Yet, regression is also change, and it seems to me that Socialism is actually a reversion to the aristocratic feudalism of the Middle Ages, without the palliative effect of the Church. Prices were fixed then, “just” wages were paid then, and the Kings would make sure everyone was fed, if they could.
We need a third way. Clearly, adherence to religious sentiment is declining, due particularly to the advent of Science as the preeminent and dominant source of Truth. Yet, regardless of what Leftist attacks on religion may claim, the reality is that our nation has always relied on religion to provide the moral compass that enabled us to be actually tolerant of diversity, and to do the right thing, even when it was hard and involved sacrifice. Self evidently, religion played a large role in Abolitionism, and in the Civil Rights movement, among other areas of social evolution.
The third way, in my view is a Liberalism denuded of a NECESSARY religious component. This is the political role that I foresee for the concept of Goodness. I have nowhere defined in detail what exactly it is we MUST do. Everything is up for discussion. My only absolutes are that self pity must be rejected; that we must persist in our efforts to improve the world; and that we must make strenuous efforts to be wise, to foresee the effects of our ideas, and to understand that sometimes NOTHING need be done. There is no pain that cannot be transmuted into understanding, and there is no point in creating a world in which pain is banished.

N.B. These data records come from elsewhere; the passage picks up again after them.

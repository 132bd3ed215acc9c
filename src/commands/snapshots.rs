use anyhow::Result;
use clap::Args as ClapArgs;

use crate::commands::common::Services;
use crate::config::Config;
use crate::models::ProjectName;

#[derive(ClapArgs)]
pub struct Args {
    /// Project whose snapshot history should be listed
    pub project: String,
}

pub async fn execute(args: Args, config: Config) -> Result<()> {
    let services = Services::new(config);
    let files = &services.files;
    let project = ProjectName::parse(&args.project)?;

    if !files.project_dir(&project).exists() {
        anyhow::bail!("No project folder for {}", project);
    }

    println!("Project: {}", project);
    println!(
        "  current state: {}",
        present(files.current_path(&project).exists())
    );
    println!(
        "  LastState:     {}",
        present(files.last_state_path(&project).exists())
    );
    println!(
        "  closing notes: {}",
        present(files.notes_path(&project).exists())
    );

    if let Some(marker) = files.read_marker(&project).await? {
        println!(
            "  interrupted close: after {} (started {})",
            marker.stage.label(),
            marker.started_at.format("%Y-%m-%d %H:%M:%S")
        );
    }

    let ids = files.list_snapshot_ids(&project).await?;
    if ids.is_empty() {
        println!("  no archived snapshots");
    } else {
        println!("  archived snapshots ({}):", ids.len());
        for id in ids {
            println!("    {}", files.snapshot_path(&project, id).display());
        }
    }

    Ok(())
}

fn present(exists: bool) -> &'static str {
    if exists {
        "yes"
    } else {
        "no"
    }
}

Our only choice is in how we choose to suffer. This sounds maudlin, but in reality for those who accept it, suffering isn’t. If you want to feel alive, take a risk. If you want to become tranquil in mind and spirit, voluntarily undertake a difficult task, and give it everything you have.

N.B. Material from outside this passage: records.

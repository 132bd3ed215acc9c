use anyhow::Result;
use crossterm::event::{self, Event, KeyCode, KeyEvent, KeyEventKind, KeyModifiers};
use std::time::{Duration, Instant};
use tokio::sync::broadcast::{self, error::TryRecvError};
use tokio::task::JoinHandle;

use crate::engine::EngineHandle;
use crate::lifecycle::{CloseReport, LifecycleError, ProjectLifecycleManager};
use crate::models::{ProjectName, StoreEvent, UNASSIGNED};
use crate::store::StoreSnapshot;

use super::ui::UI;
use super::widgets::{
    HelpModal, ProjectSelector, PromptPurpose, TextPrompt, WindowEntry, WindowList,
};

/// Fallback refresh interval when no store events arrive.
const REFRESH_INTERVAL: Duration = Duration::from_millis(1000);

#[derive(Default)]
pub enum CloseState {
    #[default]
    Idle,
    InProgress {
        handle: JoinHandle<Result<CloseReport, LifecycleError>>,
        project: String,
    },
}

pub struct TowerApp {
    engine: EngineHandle,
    lifecycle: ProjectLifecycleManager,
    events: broadcast::Receiver<StoreEvent>,

    window_list: WindowList,
    project_selector: ProjectSelector,
    prompt: TextPrompt,
    help_modal: HelpModal,

    running: bool,
    message: Option<String>,
    last_refresh: Instant,
    close_state: CloseState,
}

impl TowerApp {
    pub fn new(engine: EngineHandle, lifecycle: ProjectLifecycleManager) -> Self {
        let events = engine.store().subscribe();
        Self {
            engine,
            lifecycle,
            events,
            window_list: WindowList::new(),
            project_selector: ProjectSelector::new(),
            prompt: TextPrompt::new(),
            help_modal: HelpModal::new(),
            running: true,
            message: None,
            last_refresh: Instant::now(),
            close_state: CloseState::default(),
        }
    }

    pub fn is_running(&self) -> bool {
        self.running
    }

    pub fn quit(&mut self) {
        self.running = false;
    }

    pub fn set_message(&mut self, msg: String) {
        self.message = Some(msg);
    }

    pub fn clear_message(&mut self) {
        self.message = None;
    }

    pub fn message(&self) -> Option<&str> {
        self.message.as_deref()
    }

    pub fn window_list(&mut self) -> &mut WindowList {
        &mut self.window_list
    }

    pub fn project_selector(&self) -> &ProjectSelector {
        &self.project_selector
    }

    pub fn prompt(&self) -> &TextPrompt {
        &self.prompt
    }

    pub fn help_modal(&self) -> &HelpModal {
        &self.help_modal
    }

    pub fn closing_project(&self) -> Option<&str> {
        match &self.close_state {
            CloseState::InProgress { project, .. } => Some(project),
            CloseState::Idle => None,
        }
    }

    pub async fn refresh(&mut self) {
        let snapshot = self.engine.store().get().await;
        self.apply_snapshot(&snapshot);
        self.last_refresh = Instant::now();
    }

    fn apply_snapshot(&mut self, snapshot: &StoreSnapshot) {
        let mut entries: Vec<WindowEntry> = snapshot
            .windows
            .values()
            .map(|record| WindowEntry {
                key: record.key.clone(),
                title: record.metadata.title.clone(),
                project: snapshot.project_of(&record.key).map(|p| p.to_string()),
                process: record.metadata.process_name.clone(),
                detail: record
                    .metadata
                    .browser_url
                    .clone()
                    .or_else(|| record.metadata.editor_workspace.clone()),
            })
            .collect();
        entries.sort_by(|a, b| {
            (a.project.is_some(), &a.project, &a.title).cmp(&(b.project.is_some(), &b.project, &b.title))
        });
        self.window_list.set_entries(entries);

        let mut projects: Vec<String> = snapshot.projects.iter().map(|p| p.to_string()).collect();
        if let Some(selected) = self.project_selector.selected() {
            // Keep a freshly typed project selectable before it owns a window
            if !projects.iter().any(|p| p == selected) && selected != UNASSIGNED {
                projects.push(selected.to_string());
            }
        }
        self.project_selector.set_projects(projects);
        self.project_selector
            .set_closing(snapshot.closing.iter().map(|p| p.to_string()).collect());
    }

    /// Drains store events; refreshes when any arrived or the fallback
    /// interval elapsed.
    async fn poll_store_events(&mut self) {
        let mut changed = false;
        loop {
            match self.events.try_recv() {
                Ok(event) => {
                    tracing::debug!("{}", event.describe());
                    changed = true;
                }
                Err(TryRecvError::Lagged(skipped)) => {
                    tracing::debug!("Store event stream lagged by {}", skipped);
                    changed = true;
                }
                Err(TryRecvError::Empty) | Err(TryRecvError::Closed) => break,
            }
        }

        if changed || self.last_refresh.elapsed() >= REFRESH_INTERVAL {
            self.refresh().await;
        }
    }

    pub async fn handle_events(&mut self) -> Result<()> {
        if event::poll(Duration::from_millis(50))? {
            if let Event::Key(key) = event::read()? {
                if key.kind == KeyEventKind::Press {
                    self.handle_key(key).await;
                }
            }
        }
        Ok(())
    }

    pub async fn handle_key(&mut self, key: KeyEvent) {
        tracing::debug!("Key pressed: {:?}", key.code);

        if key.modifiers.contains(KeyModifiers::CONTROL) && key.code == KeyCode::Char('c') {
            self.quit();
            return;
        }

        if self.help_modal.is_visible() {
            if matches!(key.code, KeyCode::Esc | KeyCode::Enter | KeyCode::Char('?')) {
                self.help_modal.hide();
            }
            return;
        }

        if self.prompt.is_visible() {
            self.handle_prompt_keys(key).await;
            return;
        }

        self.clear_message();

        match key.code {
            KeyCode::Char('q') => self.quit(),
            KeyCode::Char('?') => self.help_modal.toggle(),
            KeyCode::Char('j') | KeyCode::Down => self.window_list.next(),
            KeyCode::Char('k') | KeyCode::Up => self.window_list.prev(),
            KeyCode::Char(' ') => self.window_list.toggle_mark(),
            KeyCode::Esc => self.window_list.clear_marks(),
            KeyCode::Tab => self.project_selector.next(),
            KeyCode::BackTab => self.project_selector.prev(),
            KeyCode::Enter | KeyCode::Char('a') => {
                let project = self.project_selector.selected().map(str::to_string);
                self.assign_selected(project.as_deref()).await;
            }
            KeyCode::Char('u') => self.assign_selected(Some(UNASSIGNED)).await,
            KeyCode::Char('n') => self.prompt.open(PromptPurpose::NewProject),
            KeyCode::Char('c') => self.open_close_prompt(),
            _ => {}
        }
    }

    async fn handle_prompt_keys(&mut self, key: KeyEvent) {
        match key.code {
            KeyCode::Esc => {
                self.prompt.close();
                self.set_message("Cancelled".to_string());
            }
            KeyCode::Enter if key.modifiers.contains(KeyModifiers::ALT) => {
                self.prompt.insert_newline();
            }
            KeyCode::Enter => {
                if let Some((purpose, content)) = self.prompt.close() {
                    self.submit_prompt(purpose, content).await;
                }
            }
            KeyCode::Backspace => self.prompt.delete_char(),
            KeyCode::Left => self.prompt.move_cursor_left(),
            KeyCode::Right => self.prompt.move_cursor_right(),
            KeyCode::Char(c) => self.prompt.insert_char(c),
            _ => {}
        }
    }

    async fn submit_prompt(&mut self, purpose: PromptPurpose, content: String) {
        match purpose {
            PromptPurpose::NewProject => match ProjectName::parse(&content) {
                Ok(project) => {
                    self.project_selector.add_and_select(project.as_str());
                    if self.window_list.selected().is_some() {
                        self.assign_selected(Some(project.as_str())).await;
                    } else {
                        self.engine.store().register_project(&project).await;
                        self.set_message(format!("Created project {}", project));
                    }
                }
                Err(e) => self.set_message(format!("Error: {}", e)),
            },
            PromptPurpose::CloseNotes { project } => {
                let notes = (!content.trim().is_empty()).then_some(content);
                self.start_close(project, notes);
            }
        }
    }

    pub async fn assign_selected(&mut self, project: Option<&str>) {
        let Some(project) = project else {
            self.set_message("Error: No project selected".to_string());
            return;
        };
        let keys = self.window_list.selected_keys();

        match self.engine.assign(&keys, project).await {
            Ok(outcome) => {
                let msg = if outcome.skipped.is_empty() {
                    format!("Assigned {} window(s) to {}", outcome.assigned.len(), outcome.project)
                } else {
                    format!(
                        "Assigned {} window(s) to {} ({} no longer open)",
                        outcome.assigned.len(),
                        outcome.project,
                        outcome.skipped.len()
                    )
                };
                self.set_message(msg);
                self.window_list.clear_marks();
                self.refresh().await;
            }
            Err(e) => {
                tracing::error!("Assignment to {} failed: {}", project, e);
                self.set_message(format!("Error: {}", e));
            }
        }
    }

    fn open_close_prompt(&mut self) {
        if let Some(project) = self.closing_project().map(str::to_string) {
            self.set_message(format!("Close of {} already in progress", project));
            return;
        }
        match self.project_selector.selected() {
            Some(project) if project != UNASSIGNED => {
                let project = project.to_string();
                self.prompt.open(PromptPurpose::CloseNotes { project });
            }
            _ => self.set_message("Error: Select a project to close".to_string()),
        }
    }

    pub fn start_close(&mut self, project: String, notes: Option<String>) {
        if let Some(current) = self.closing_project().map(str::to_string) {
            self.set_message(format!("Close of {} already in progress", current));
            return;
        }

        let lifecycle = self.lifecycle.clone();
        let target = project.clone();
        let handle =
            tokio::spawn(async move { lifecycle.close_project(Some(&target), notes, true).await });

        self.set_message(format!("Closing {}...", project));
        self.close_state = CloseState::InProgress { handle, project };
    }

    pub async fn poll_close(&mut self) {
        let state = std::mem::take(&mut self.close_state);
        match state {
            CloseState::InProgress { handle, project } => {
                if !handle.is_finished() {
                    self.close_state = CloseState::InProgress { handle, project };
                    return;
                }
                match handle.await {
                    Ok(Ok(report)) => self.set_message(report.summary()),
                    Ok(Err(e)) => {
                        tracing::error!("Close of {} failed: {}", project, e);
                        self.set_message(format!("Error: {}", e));
                    }
                    Err(e) => self.set_message(format!("Error: close of {} panicked: {}", project, e)),
                }
                self.refresh().await;
            }
            CloseState::Idle => {}
        }
    }

    pub async fn run(&mut self) -> Result<()> {
        let mut terminal = UI::setup_terminal()?;
        self.refresh().await;

        while self.is_running() {
            terminal.draw(|frame| UI::render(frame, self))?;
            self.handle_events().await?;
            self.poll_store_events().await;
            self.poll_close().await;
        }

        UI::restore_terminal()?;
        Ok(())
    }
}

Socialists are willing to suffer for their Socialism, are they not? Are full time revolutionaries not passionately commited to their cause? Do we not see romantic evocations of the trials and travails of Reds everywhere, for example in the movie Reds?
Socialism serves this role–that of providing meaning–for revolutionaries. The problem is that this sense of purpose is not transferable. When they succeed, they have nothing left. The people on whose behalf they presume to speak, do not attain–in whatever material repose is enabled by their economic incompetence–a feeling of being alive. On the contrary, unless they themselves become revolutionaries, they find it oppressive and empty, because it is. It is a fire that burns, and if it ever engulfs our planet, it will consume to the last drop every hope of transcendance we might have had. At least, that will be its goal.
In that uses the method of stoking resentment, of rejecting traditional moral norms, and cultural forms, and in that it demands dogmatic conformity to ideas generated far, far away, Socialism is the antithesis of Goodness as I have defined it.
It is evil, in my view, and no quantity of lies can erase this fact.
Interpersonal Socialism
Most men, it seems to me, occasionally covet other women, no matter how loving their wives or girlfriends might be. We are presented–in movies, particularly–with bright shining images of beautiful, emotionally engaged women who seem to possess something that we lack. Or we are presented, in pornography, with sexually available women who will do anything we want.
Everywhere there is this bright shining lie–if I may borrow a term from a liar–that over the hill, happiness awaits. In contrast, what we have comes to seem dull and dreary. This is the myth that leads many middle-aged men into what can become the crisis of infidelity.
It seems to me, though, that all of these images subtract from the particularity of the women. They have needs, they have desires, they have bad days, they get grouchy. And at an increasingly early point in their lives, many women become cynics. Subjected to objectification from a very early age, it seems to me most women fall in love once in their teens, and a second time, if they are lucky, some time in their twenties. After that, they are spent. They have risked, and lost, to men who had been conditioned by a relentless media advocacy campaign to view sex as an object, not a type of emotionally involved relationship.
Clearly, the biological imperatives of men differ from those of women, but we both need love. This doesn’t change. And one of the principle arguments against the sexual revolution in the 60’s was that it would lower women to the standards of men, which seems to have happened.
So quite often what we have is objects interacting with objects. This is what you have when there is no genuine affection. This is the logic of oral sex, for men at least, in that you have a power relationship, and are freed from the need to look in anyone’s eyes with affection.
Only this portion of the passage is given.